§ INPUT:
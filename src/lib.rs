//! # Reconciliation Core
//!
//! Automatic matching of incoming bank transactions to unpaid invoices.
//!
//! ## Features
//!
//! - **Confidence scoring**: amount, date, reference, name and account signals
//! - **Greedy matching sweep**: each invoice is paid at most once per sweep
//! - **Matching rules**: ignore, customer preference and auto-match actions
//! - **Atomic commits**: payment, invoice and transaction updated together
//! - **Storage abstraction**: database-agnostic design with trait-based storage
//!
//! ## Quick Start
//!
//! ```rust
//! use reconciliation_core::{Matcher, MemoryStorage};
//!
//! # async fn run() -> reconciliation_core::ReconcileResult<()> {
//! let storage = MemoryStorage::new();
//! let matcher = Matcher::new(storage, "company-1".to_string());
//! let results = matcher.run_sweep().await?;
//! assert!(results.is_empty());
//! # Ok(())
//! # }
//! ```

pub mod config;
pub mod reconciliation;
pub mod traits;
pub mod types;
pub mod utils;

// Re-export commonly used types
pub use config::{load_config, MatcherConfig};
pub use reconciliation::*;
pub use traits::*;
pub use types::*;
pub use utils::memory_storage::{FailPoint, MemoryStorage};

§ BRIEF: Only a number is wanted: how many lines of the material above hold "MemoryStorage"?

§ RESPONSE BOX: 3